● **Instructions for the task**
Using the data that follows, give the number of lines in which the word "ModuleReport" occurs. Write only the number.

+ + + +

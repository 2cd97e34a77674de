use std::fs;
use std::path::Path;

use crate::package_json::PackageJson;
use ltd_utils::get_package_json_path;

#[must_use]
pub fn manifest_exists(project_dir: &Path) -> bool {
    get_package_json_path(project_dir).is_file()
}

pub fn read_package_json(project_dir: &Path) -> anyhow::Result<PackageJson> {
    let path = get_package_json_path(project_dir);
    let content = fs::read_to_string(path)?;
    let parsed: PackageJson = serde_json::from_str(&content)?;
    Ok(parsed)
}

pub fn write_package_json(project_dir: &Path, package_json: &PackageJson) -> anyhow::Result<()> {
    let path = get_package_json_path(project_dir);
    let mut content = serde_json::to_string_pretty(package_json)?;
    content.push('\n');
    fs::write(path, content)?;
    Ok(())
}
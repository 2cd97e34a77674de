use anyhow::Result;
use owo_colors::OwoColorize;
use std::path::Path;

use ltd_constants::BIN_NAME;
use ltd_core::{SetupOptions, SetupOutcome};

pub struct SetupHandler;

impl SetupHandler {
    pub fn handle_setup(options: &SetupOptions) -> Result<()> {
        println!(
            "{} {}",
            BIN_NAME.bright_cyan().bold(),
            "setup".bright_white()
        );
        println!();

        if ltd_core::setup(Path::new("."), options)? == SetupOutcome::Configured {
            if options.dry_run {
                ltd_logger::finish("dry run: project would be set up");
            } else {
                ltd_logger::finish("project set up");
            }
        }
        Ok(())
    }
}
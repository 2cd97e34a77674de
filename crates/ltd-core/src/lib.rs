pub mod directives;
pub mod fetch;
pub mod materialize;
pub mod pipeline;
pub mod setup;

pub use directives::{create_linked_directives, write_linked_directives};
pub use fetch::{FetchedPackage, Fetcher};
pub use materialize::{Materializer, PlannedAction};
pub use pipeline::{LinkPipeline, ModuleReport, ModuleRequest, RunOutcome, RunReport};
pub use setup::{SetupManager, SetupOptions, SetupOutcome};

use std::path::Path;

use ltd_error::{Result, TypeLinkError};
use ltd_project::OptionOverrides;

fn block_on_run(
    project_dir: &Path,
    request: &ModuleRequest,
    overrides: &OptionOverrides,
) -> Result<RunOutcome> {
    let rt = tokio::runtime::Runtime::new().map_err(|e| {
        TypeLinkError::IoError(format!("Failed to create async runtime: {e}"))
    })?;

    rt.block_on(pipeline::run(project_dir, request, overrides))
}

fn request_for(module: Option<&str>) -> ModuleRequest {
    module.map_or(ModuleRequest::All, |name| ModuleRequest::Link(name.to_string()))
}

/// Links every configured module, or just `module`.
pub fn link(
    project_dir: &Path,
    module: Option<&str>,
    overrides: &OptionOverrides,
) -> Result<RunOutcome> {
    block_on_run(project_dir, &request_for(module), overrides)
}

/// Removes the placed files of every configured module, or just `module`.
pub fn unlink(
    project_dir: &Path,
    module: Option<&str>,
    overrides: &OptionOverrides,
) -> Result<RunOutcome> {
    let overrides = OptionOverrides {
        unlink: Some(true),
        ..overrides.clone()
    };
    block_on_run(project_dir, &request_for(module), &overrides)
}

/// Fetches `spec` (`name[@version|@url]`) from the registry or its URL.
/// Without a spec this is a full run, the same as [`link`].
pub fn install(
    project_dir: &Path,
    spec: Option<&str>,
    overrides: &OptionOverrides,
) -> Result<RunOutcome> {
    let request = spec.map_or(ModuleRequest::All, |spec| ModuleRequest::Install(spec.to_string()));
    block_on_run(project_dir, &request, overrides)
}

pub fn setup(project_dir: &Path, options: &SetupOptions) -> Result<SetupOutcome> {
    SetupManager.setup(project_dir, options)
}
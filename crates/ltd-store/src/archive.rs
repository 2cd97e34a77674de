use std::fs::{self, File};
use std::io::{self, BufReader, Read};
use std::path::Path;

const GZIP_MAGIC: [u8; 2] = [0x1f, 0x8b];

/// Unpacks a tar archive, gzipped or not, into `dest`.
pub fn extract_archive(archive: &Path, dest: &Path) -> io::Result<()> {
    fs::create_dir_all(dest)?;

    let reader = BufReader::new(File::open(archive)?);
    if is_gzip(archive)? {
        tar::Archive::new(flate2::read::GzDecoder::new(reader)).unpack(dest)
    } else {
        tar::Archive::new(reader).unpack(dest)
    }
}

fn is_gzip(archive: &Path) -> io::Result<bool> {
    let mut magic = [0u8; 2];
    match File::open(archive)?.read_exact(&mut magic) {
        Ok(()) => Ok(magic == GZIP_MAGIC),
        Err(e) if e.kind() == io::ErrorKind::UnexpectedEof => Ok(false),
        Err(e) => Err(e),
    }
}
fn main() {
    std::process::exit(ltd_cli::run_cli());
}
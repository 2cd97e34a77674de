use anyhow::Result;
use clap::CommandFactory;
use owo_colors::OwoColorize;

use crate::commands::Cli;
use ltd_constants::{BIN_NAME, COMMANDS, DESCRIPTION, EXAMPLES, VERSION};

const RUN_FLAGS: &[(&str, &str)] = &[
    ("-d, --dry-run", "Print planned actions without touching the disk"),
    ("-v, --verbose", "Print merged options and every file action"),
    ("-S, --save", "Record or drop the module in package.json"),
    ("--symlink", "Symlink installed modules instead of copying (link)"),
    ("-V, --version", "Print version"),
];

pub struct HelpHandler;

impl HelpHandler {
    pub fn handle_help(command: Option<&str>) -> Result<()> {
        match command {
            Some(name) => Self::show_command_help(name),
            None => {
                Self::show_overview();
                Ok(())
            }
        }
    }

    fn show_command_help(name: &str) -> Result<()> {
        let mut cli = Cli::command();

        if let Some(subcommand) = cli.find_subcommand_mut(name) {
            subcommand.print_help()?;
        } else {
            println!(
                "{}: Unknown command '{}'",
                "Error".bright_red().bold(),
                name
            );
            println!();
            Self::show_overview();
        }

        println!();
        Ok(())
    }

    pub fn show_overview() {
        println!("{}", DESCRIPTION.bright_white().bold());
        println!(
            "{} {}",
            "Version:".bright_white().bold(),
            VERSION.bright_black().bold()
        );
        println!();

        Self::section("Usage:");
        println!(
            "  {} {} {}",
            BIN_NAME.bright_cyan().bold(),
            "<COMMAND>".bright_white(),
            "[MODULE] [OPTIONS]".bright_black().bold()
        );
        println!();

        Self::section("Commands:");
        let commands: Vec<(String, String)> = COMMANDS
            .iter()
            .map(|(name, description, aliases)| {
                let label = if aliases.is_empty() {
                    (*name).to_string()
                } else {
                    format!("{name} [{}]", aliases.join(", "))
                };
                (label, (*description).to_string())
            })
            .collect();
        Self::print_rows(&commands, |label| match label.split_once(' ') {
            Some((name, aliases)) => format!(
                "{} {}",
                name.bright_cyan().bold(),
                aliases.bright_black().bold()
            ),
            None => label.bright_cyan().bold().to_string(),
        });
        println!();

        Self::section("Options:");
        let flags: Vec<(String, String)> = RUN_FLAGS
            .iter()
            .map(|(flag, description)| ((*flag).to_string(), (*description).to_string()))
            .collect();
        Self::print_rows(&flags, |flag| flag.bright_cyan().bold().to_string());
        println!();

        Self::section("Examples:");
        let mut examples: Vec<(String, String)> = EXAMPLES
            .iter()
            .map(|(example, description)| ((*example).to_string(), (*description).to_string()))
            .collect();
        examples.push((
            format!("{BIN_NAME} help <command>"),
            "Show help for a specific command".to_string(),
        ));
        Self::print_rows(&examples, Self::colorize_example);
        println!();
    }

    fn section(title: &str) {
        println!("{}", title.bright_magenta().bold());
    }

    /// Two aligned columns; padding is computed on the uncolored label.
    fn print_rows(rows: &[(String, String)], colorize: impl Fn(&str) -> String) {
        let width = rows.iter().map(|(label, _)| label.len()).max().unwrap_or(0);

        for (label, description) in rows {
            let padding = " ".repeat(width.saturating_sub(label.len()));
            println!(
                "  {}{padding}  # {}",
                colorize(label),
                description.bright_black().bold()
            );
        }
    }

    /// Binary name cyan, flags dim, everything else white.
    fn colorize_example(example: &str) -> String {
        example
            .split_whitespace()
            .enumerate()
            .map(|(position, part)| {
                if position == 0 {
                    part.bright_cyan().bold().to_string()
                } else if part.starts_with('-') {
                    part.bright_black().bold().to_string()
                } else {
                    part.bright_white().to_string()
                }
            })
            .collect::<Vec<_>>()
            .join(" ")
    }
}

+ + + +

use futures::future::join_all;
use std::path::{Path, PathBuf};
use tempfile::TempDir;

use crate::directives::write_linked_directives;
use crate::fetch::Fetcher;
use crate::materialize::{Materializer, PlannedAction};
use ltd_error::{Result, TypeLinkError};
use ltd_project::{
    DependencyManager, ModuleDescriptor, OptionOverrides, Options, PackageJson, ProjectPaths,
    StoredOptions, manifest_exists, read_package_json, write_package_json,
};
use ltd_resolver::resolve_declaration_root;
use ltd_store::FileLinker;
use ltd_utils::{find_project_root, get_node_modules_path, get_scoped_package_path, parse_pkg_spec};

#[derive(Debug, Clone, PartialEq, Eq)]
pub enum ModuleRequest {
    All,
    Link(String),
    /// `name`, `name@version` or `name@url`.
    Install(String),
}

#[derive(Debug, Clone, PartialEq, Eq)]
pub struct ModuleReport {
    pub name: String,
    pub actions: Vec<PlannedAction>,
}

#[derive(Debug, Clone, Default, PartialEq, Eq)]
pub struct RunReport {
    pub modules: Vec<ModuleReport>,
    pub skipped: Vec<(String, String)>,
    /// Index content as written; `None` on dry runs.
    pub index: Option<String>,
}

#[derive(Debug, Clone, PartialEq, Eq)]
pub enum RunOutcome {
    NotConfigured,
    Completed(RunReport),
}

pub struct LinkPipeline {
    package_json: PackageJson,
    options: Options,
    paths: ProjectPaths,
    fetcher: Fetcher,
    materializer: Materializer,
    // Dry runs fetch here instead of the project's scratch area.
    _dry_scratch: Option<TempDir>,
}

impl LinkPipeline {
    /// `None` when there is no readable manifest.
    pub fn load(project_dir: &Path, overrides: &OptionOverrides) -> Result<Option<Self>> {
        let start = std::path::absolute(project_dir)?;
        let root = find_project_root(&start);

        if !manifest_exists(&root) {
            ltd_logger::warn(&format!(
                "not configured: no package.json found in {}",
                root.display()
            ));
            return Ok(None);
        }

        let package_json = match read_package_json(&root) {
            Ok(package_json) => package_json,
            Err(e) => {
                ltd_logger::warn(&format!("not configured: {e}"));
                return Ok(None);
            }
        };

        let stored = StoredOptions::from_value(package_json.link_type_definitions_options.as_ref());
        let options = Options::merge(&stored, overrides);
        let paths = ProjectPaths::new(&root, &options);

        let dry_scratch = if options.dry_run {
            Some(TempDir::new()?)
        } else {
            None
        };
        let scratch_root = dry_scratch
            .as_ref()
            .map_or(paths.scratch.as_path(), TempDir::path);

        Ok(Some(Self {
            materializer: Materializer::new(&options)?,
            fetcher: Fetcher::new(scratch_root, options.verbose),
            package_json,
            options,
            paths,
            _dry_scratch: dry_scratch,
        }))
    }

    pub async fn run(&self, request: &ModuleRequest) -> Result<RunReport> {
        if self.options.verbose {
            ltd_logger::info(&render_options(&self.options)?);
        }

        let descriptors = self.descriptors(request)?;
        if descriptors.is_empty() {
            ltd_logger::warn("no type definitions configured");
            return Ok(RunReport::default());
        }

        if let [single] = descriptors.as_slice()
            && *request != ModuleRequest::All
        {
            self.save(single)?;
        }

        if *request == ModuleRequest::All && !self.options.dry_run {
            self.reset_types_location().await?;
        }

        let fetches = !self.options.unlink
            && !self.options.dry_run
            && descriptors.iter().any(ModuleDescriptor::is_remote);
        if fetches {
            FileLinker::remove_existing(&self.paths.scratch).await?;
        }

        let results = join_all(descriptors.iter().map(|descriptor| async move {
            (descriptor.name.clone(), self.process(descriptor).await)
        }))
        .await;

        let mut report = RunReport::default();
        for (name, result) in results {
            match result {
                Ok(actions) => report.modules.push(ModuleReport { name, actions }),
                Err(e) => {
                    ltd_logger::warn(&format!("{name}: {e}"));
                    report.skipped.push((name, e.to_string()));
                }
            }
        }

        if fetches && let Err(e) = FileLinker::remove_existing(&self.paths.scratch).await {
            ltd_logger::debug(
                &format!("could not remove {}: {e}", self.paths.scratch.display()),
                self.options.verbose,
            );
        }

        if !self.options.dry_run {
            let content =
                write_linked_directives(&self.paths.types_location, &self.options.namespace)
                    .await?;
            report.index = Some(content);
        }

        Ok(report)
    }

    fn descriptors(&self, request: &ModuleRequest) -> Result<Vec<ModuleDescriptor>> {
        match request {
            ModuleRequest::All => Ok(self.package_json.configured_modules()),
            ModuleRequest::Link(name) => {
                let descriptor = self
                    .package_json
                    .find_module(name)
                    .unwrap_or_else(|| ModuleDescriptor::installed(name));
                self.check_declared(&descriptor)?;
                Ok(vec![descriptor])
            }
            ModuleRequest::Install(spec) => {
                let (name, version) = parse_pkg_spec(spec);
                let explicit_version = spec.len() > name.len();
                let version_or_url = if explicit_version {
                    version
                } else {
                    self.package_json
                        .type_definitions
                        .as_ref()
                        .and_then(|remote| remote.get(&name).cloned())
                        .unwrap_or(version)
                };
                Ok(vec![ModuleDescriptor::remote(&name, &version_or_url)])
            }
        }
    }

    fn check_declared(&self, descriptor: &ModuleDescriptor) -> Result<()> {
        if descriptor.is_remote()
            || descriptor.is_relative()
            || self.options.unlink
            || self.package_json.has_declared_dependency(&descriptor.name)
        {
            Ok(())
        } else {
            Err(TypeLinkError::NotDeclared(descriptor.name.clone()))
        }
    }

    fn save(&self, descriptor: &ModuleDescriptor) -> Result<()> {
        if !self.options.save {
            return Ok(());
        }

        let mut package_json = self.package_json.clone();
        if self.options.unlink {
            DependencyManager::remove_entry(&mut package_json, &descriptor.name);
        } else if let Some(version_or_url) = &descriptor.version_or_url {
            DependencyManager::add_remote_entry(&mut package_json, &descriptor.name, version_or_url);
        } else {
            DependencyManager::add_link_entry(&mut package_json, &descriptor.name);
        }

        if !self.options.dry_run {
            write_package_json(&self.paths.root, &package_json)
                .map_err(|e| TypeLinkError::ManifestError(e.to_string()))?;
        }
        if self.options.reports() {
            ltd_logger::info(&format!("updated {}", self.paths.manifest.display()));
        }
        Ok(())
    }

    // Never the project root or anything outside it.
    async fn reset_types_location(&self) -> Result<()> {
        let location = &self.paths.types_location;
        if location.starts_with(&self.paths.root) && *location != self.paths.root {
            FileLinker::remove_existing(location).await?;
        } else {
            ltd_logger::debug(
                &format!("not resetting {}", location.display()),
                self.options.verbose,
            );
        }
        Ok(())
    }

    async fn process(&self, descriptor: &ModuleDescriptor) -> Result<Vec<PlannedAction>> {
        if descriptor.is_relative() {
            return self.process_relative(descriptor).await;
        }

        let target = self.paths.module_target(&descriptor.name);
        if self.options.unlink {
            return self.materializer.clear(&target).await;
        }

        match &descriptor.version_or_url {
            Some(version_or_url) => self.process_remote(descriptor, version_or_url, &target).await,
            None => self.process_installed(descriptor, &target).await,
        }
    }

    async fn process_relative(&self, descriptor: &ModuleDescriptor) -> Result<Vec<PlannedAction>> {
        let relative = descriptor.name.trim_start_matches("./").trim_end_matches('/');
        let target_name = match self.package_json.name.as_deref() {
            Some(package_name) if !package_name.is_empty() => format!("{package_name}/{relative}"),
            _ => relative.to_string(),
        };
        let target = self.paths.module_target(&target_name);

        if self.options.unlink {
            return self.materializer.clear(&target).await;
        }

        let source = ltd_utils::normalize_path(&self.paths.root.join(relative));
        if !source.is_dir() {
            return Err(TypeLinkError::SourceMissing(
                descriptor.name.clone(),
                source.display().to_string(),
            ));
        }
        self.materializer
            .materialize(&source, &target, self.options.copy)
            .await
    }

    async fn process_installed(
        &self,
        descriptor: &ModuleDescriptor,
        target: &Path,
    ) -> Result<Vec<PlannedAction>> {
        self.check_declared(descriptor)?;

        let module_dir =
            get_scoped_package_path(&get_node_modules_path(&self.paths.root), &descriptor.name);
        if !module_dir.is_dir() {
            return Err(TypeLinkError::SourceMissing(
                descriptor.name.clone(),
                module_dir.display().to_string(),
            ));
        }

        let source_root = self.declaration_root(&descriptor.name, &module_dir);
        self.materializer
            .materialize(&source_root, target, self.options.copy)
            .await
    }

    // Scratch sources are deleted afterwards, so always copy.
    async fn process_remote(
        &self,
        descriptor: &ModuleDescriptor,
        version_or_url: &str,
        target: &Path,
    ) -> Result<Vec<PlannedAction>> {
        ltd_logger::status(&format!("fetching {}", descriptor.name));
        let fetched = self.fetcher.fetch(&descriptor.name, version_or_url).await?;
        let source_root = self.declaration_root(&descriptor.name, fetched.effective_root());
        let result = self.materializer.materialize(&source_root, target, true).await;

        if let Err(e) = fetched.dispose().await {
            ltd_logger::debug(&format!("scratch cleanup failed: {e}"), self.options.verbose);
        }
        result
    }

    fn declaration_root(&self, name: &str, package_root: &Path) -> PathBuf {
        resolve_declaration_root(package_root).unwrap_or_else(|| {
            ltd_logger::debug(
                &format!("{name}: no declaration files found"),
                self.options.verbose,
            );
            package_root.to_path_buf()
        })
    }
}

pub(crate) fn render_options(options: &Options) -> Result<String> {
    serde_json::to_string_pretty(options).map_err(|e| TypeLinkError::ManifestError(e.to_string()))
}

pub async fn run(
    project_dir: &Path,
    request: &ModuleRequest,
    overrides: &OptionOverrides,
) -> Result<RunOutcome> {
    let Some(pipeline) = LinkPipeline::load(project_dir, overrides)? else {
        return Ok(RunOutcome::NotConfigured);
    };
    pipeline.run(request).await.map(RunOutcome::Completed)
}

+ + + +

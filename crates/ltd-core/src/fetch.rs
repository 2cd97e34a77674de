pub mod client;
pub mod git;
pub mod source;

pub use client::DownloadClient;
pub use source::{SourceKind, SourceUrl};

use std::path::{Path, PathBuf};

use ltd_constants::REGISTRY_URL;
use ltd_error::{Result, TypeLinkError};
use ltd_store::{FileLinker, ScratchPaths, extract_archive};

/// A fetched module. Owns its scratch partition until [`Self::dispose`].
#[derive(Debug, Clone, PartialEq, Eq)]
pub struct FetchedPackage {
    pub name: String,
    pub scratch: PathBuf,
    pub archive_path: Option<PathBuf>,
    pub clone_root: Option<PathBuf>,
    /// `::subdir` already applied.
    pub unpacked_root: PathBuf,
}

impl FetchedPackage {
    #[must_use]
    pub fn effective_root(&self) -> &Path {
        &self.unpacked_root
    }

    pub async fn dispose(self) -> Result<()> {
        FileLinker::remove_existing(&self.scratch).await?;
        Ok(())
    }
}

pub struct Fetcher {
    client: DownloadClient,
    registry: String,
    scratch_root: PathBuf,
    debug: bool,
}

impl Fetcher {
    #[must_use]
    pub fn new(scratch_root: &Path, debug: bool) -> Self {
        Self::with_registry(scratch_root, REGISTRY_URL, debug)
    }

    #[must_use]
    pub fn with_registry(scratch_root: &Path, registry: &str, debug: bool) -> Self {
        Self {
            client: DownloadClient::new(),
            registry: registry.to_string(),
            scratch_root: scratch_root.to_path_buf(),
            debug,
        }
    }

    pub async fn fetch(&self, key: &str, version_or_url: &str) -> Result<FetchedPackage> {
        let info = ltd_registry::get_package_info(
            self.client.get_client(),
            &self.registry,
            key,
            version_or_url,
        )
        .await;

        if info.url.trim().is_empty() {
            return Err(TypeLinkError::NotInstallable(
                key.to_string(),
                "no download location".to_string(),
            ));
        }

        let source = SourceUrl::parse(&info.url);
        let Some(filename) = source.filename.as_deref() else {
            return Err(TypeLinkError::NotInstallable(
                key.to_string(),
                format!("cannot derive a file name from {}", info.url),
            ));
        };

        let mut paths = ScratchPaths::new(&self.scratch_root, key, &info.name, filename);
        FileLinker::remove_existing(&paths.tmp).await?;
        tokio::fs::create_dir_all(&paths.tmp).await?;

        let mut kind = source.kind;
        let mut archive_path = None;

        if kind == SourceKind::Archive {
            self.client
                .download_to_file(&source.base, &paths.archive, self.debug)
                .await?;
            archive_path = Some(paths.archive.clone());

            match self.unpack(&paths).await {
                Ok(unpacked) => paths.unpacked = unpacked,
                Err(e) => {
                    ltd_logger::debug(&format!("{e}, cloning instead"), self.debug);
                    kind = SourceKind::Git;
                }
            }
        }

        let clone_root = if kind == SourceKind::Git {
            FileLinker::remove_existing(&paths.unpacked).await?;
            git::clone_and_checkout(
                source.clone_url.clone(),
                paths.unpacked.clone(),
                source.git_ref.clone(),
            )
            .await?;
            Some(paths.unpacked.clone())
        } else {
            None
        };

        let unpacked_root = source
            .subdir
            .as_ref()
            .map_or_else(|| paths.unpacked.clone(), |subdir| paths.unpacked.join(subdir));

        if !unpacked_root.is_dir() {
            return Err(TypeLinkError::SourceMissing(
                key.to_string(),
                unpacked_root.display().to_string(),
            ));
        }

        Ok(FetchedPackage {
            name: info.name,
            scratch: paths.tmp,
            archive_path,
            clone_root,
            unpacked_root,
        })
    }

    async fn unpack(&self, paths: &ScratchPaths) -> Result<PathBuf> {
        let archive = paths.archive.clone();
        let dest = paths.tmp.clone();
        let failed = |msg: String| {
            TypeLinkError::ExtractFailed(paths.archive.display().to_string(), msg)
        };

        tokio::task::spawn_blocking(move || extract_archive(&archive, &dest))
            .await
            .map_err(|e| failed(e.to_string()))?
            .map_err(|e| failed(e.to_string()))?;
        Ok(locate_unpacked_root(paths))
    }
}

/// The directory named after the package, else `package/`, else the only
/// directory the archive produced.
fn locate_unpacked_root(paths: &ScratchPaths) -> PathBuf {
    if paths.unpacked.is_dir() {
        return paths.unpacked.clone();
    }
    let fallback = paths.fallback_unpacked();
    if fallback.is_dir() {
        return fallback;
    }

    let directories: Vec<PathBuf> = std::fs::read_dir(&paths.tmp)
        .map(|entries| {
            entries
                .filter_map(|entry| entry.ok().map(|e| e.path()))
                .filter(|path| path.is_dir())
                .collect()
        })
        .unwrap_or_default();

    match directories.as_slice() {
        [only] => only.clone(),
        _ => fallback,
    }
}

+ + + +

● **Written reply**
4